Mr Arkins, of Cesnor Park in Carrickfergus, was required to resign by a police misconduct panel in March 2007 – a decision later upheld at an appeals tribunal.
But at a High Court judicial review hearing his barrister, John Coyle, questioned whether any of the aggravating factors listed under PSNI guidelines existed in this case.
These include committing the offence on duty and attempting to avoid arrest or leave the scene.
With Mr Arkins being off duty when he was detected near his home in August 2006, his lawyers claimed the only ambiguity was in the aggravating factor of a particularly high alcohol reading.
He was recorded as having 67 microgrammes of alcohol in 100 millilitres of breath – 32 microgrammes over the legal limit.
According to instructions issued to police officers, a lesser punishment than dismissal or being invited to resign will only be imposed if none of the aggravating factors exist and there are exceptional circumstances.
Mr Coyle claimed the decision by his client – a Catholic – to join what was a mainly Protestant force, and his service over more than 15 years should have counted for more.

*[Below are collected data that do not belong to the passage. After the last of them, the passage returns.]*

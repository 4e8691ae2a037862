//! Mapping templates: required/optional/pattern keys over an open mapping.
use indexmap::IndexMap;

use super::{Engine, Outcome};
use crate::error::Segment;
use crate::schema::{Mapping, TypeId};
use crate::value::{Node, ValueId};

impl Engine<'_> {
    pub(super) fn check_mapping(&mut self, value: ValueId, ty: TypeId, mapping: &Mapping) -> Outcome {
        let Node::Map(entries) = self.heap.get(value) else {
            return Err(self.mismatch(value, ty, Some("allowed types are: map".into())));
        };
        if let Some(missing) = mapping.required_keys().find(|k| !entries.contains_key(*k)) {
            return Err(self.mismatch(value, ty, Some(format!("key '{missing}' is required"))));
        }
        let entries = entries.clone();

        self.descend(value, ty, Node::Map(IndexMap::new()), |eng| {
            let mut out = IndexMap::with_capacity(entries.len());
            for (key, v) in entries {
                let checked = match mapping.type_for(&key) {
                    Some(t) => eng.check_at(Segment::Key(key.clone()), v, t)?,
                    None => v,
                };
                out.insert(key, checked);
            }
            Ok(Node::Map(out))
        })
    }
}
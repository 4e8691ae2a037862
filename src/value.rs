//! Runtime values: an arena of untyped nodes.
//!
//! Containers refer to their children by `ValueId`, so a list may hold
//! itself (directly or through other containers). The engine only ever
//! appends to a `Heap`; nodes that exist before a check are never rewritten.
pub mod json;
pub mod render;

use indexmap::IndexMap;
use ordered_float::OrderedFloat;

pub use json::CycleError;
pub use render::Rendered;

/// Handle of a node inside a [`Heap`].
#[derive(Clone, Copy, PartialEq, Eq, Hash, Debug, PartialOrd, Ord)]
pub struct ValueId(pub u32);

#[derive(Clone, Debug, PartialEq, Eq)]
pub enum Node {
    /// The absence-marker.
    Null,
    Bool(bool),
    Int(i64),
    /// Integers above `i64::MAX`; still a whole number.
    UInt(u64),
    Float(OrderedFloat<f64>),
    Str(String),
    /// Canonical sequence.
    List(Vec<ValueId>),
    /// Fixed sequence; accepted wherever a list template is.
    Tuple(Vec<ValueId>),
    Map(IndexMap<String, ValueId>),
}

impl Node {
    pub fn is_null(&self) -> bool { matches!(self, Node::Null) }

    /// Items of either sequence kind.
    pub fn items(&self) -> Option<&[ValueId]> {
        match self {
            Node::List(xs) | Node::Tuple(xs) => Some(xs),
            _ => None,
        }
    }

    pub fn type_name(&self) -> &'static str {
        match self {
            Node::Null => "null",
            Node::Bool(_) => "bool",
            Node::Int(_) | Node::UInt(_) => "int",
            Node::Float(_) => "float",
            Node::Str(_) => "str",
            Node::List(_) => "list",
            Node::Tuple(_) => "tuple",
            Node::Map(_) => "map",
        }
    }
}

impl From<&str> for Node {
    fn from(s: &str) -> Self { Node::Str(s.to_string()) }
}

impl From<i64> for Node {
    fn from(i: i64) -> Self { Node::Int(i) }
}

impl From<bool> for Node {
    fn from(b: bool) -> Self { Node::Bool(b) }
}

// ------------------------------- Heap ------------------------------------ //

#[derive(Clone, Debug, Default)]
pub struct Heap {
    nodes: Vec<Node>,
}

impl Heap {
    pub fn new() -> Self { Self::default() }

    pub fn len(&self) -> usize { self.nodes.len() }

    pub fn is_empty(&self) -> bool { self.nodes.is_empty() }

    pub fn alloc(&mut self, node: Node) -> ValueId {
        let id = ValueId(self.nodes.len() as u32);
        self.nodes.push(node);
        id
    }

    /// Panics on a handle that did not come from this heap.
    pub fn get(&self, id: ValueId) -> &Node {
        &self.nodes[id.0 as usize]
    }

    /// Overwrite a node. Meant for tying knots while *building* input data
    /// (`let v = heap.reserve(); heap.set(v, Node::List(vec![v]))`).
    pub fn set(&mut self, id: ValueId, node: Node) {
        self.nodes[id.0 as usize] = node;
    }

    /// A `Null` placeholder to be filled in later with [`Heap::set`].
    pub fn reserve(&mut self) -> ValueId { self.alloc(Node::Null) }

    /// Drop every node from `from` on. Only for nodes nothing else refers to.
    pub(crate) fn truncate(&mut self, from: ValueId) {
        self.nodes.truncate(from.0 as usize);
    }

    pub fn null(&mut self) -> ValueId { self.alloc(Node::Null) }
    pub fn bool(&mut self, b: bool) -> ValueId { self.alloc(Node::Bool(b)) }
    pub fn int(&mut self, i: i64) -> ValueId { self.alloc(Node::Int(i)) }
    pub fn float(&mut self, f: f64) -> ValueId { self.alloc(Node::Float(OrderedFloat(f))) }
    pub fn str(&mut self, s: impl Into<String>) -> ValueId { self.alloc(Node::Str(s.into())) }
    pub fn list(&mut self, items: Vec<ValueId>) -> ValueId { self.alloc(Node::List(items)) }
    pub fn tuple(&mut self, items: Vec<ValueId>) -> ValueId { self.alloc(Node::Tuple(items)) }

    pub fn map<K, I>(&mut self, entries: I) -> ValueId
    where
        K: Into<String>,
        I: IntoIterator<Item = (K, ValueId)>,
    {
        let map = entries.into_iter().map(|(k, v)| (k.into(), v)).collect();
        self.alloc(Node::Map(map))
    }

    /// Append to an existing list or tuple. Returns false for any other node.
    pub fn push(&mut self, seq: ValueId, item: ValueId) -> bool {
        match &mut self.nodes[seq.0 as usize] {
            Node::List(xs) | Node::Tuple(xs) => { xs.push(item); true }
            _ => false,
        }
    }

    /// Insert into an existing map. Returns false for any other node.
    pub fn insert(&mut self, map: ValueId, key: impl Into<String>, value: ValueId) -> bool {
        match &mut self.nodes[map.0 as usize] {
            Node::Map(m) => { m.insert(key.into(), value); true }
            _ => false,
        }
    }
}

// ------------------------------- Tests ------------------------------------ //

#[cfg(test)]
mod tests {
    use super::*;

    #[test]
    fn self_referential_list_is_representable() {
        let mut heap = Heap::new();
        let v = heap.list(Vec::new());
        assert!(heap.push(v, v));
        let two = heap.int(2);
        assert!(heap.push(v, two));
        assert_eq!(heap.get(v).items().unwrap(), &[v, two]);
    }

    #[test]
    fn push_and_insert_reject_scalars() {
        let mut heap = Heap::new();
        let one = heap.int(1);
        assert!(!heap.push(one, one));
        assert!(!heap.insert(one, "k", one));
        assert_eq!(heap.get(one), &Node::Int(1));
    }

    #[test]
    fn reserve_then_set_ties_a_knot() {
        let mut heap = Heap::new();
        let m = heap.reserve();
        heap.set(m, Node::Map(IndexMap::from([("self".to_string(), m)])));
        match heap.get(m) {
            Node::Map(entries) => assert_eq!(entries["self"], m),
            other => panic!("unexpected {other:?}"),
        }
    }
}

He said: “It may be if one looks at the background, Mr Arkins joined the police service when persons from a Roman Catholic background were less likely to do so.
“He joined at a time when such service from persons of his background would have been highly valued.” The barrister added: “What is said to be an absence of exceptional circumstances, whether they are or not, the refusal to consider them in any systematic way demonstrates a methodology that is indicative of a closed mind.”
But Neasa Murnaghan, for the Police Service of Northern Ireland, argued that Mr Arkins was caught soon after police chiefs had issued warnings to all officers.
She said: “The judgment issued by the tribunal, where they consider aggravating factors in that particular incident, is this offence occurred within weeks of the general order and email circular sent to all members of the force. They consider that did aggravate the offence.”
Mrs Murnaghan insisted there was no medical emergency that led to Mr Arkins drink driving.
“Consideration of what the tribunal might have done if he had been trying to foil some type of crime or trying to effect some greater good really is of little good,” she added.
“No matter what way you look at it, the exceptional circumstances just were not there.”
After hearing both sides, Mr Justice Weathersup said he would study the papers before delivering judgment at a later date.